The two workers, sacked by the Australian Bureau of Statistics and the Defence Department last year for underperformance, have both lost separate appeals for unfair dismissal to the Fair Work Commission.
The decisions will be studied closely by bosses across the 150,000 Australian Public Service which has been grappling for years with the issues of dealing with employees who cannot, or will not, do their jobs properly.
Underperformance in the public service was described as a “seemingly intractable” problem by the former Public Service Commissioner but the Fair Work Commission has backed the Bureau of Statistics in its argument that it did everything right before it dumped an underperformer in March 2015.
The ABS sacked its APS 5 employee after nearly a year of trying to improve his effort at work, the Commission was told.
The Bureau said it had worked with its employee to develop a “performance agreement” and an “improvement plan” in its attempts to improve his performance, particularly his failure to meet work deadlines, before sacking him.
But the public servant appealed his dismissal to the Commission arguing that he had been hit with concerns about his work “out of the blue” in May 2014, that some of the performance assessments were based on lies and misinformation and that an independent assessor appointed to the case by the ABS was being controlled by its senior management.
But Commission Deputy President John Kovacic, who heard the unfair dismissal case in Canberra, accepted the Bureau’s position that it “ticked every box” in trying to improve the situation before ending its workers’ employment.

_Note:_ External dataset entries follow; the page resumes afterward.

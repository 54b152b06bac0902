// Types module - Data structures for audio features
//
// This module defines the per-window feature frame produced by the extractor
// and consumed by the onset detector.

use serde::{Deserialize, Serialize};

/// Features extracted from one analysis window
///
/// Frames are produced once, in time order, and never mutated afterwards.
#[derive(Debug, Clone, Copy, PartialEq, Serialize, Deserialize)]
pub struct AudioFrame {
    /// Window start in seconds
    pub time: f64,

    /// RMS energy over the window
    pub energy: f32,

    /// Zero crossings divided by window length
    ///
    /// Higher values indicate more noise-like or high-frequency content.
    pub zcr: f32,

    /// Centroid proxy: Σ(|x[j]| · j) / (Σx[j]² + ε)
    ///
    /// Cheap time-domain stand-in for spectral brightness.
    pub centroid: f32,

    /// Positive-only energy increase over the previous frame (0 for the first frame)
    pub flux: f32,
}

“I find that there was a valid reason for [the public servant’s] dismissal; that [he] was notified of that reason and given an opportunity to respond to that reason; that [he] had been warned about his performance before his dismissal, as well as being given opportunities to improve his performance,” Mr Kovacic wrote in his decision.
In the other case, a public servant’s case against the Defence Department for unfair dismissal did not even make it to hearing stage after she was unable to convince the Commission to make an exception to the strict rules about filing appeals within three weeks of a sacking.
Defence fired the APS 4 bureaucrat in August 2015 “for unsatisfactory performance of duties” after nearly 18 months of performance management procedures.
In her appeal, the woman argued her performance had not previously been questioned in the 16 years she worked in Defence and that a health issue had hampered her efforts at work.
She said she had told her bosses she was not coping and asked to be moved to another job but they were not interested.
With Defence denying the dismissal was harsh, unjust or unreasonable and that the process leading to her dismissal had been “procedurally fair”, the Commission deputy president noted the unfair dismissal case was “not strong”.
Mr Kovacic found no special circumstances to justify the Commission opening a case that had been lodged a day late and dismissed the appeal.
This story Administrator ready to work first appeared on Nanjing Night Net.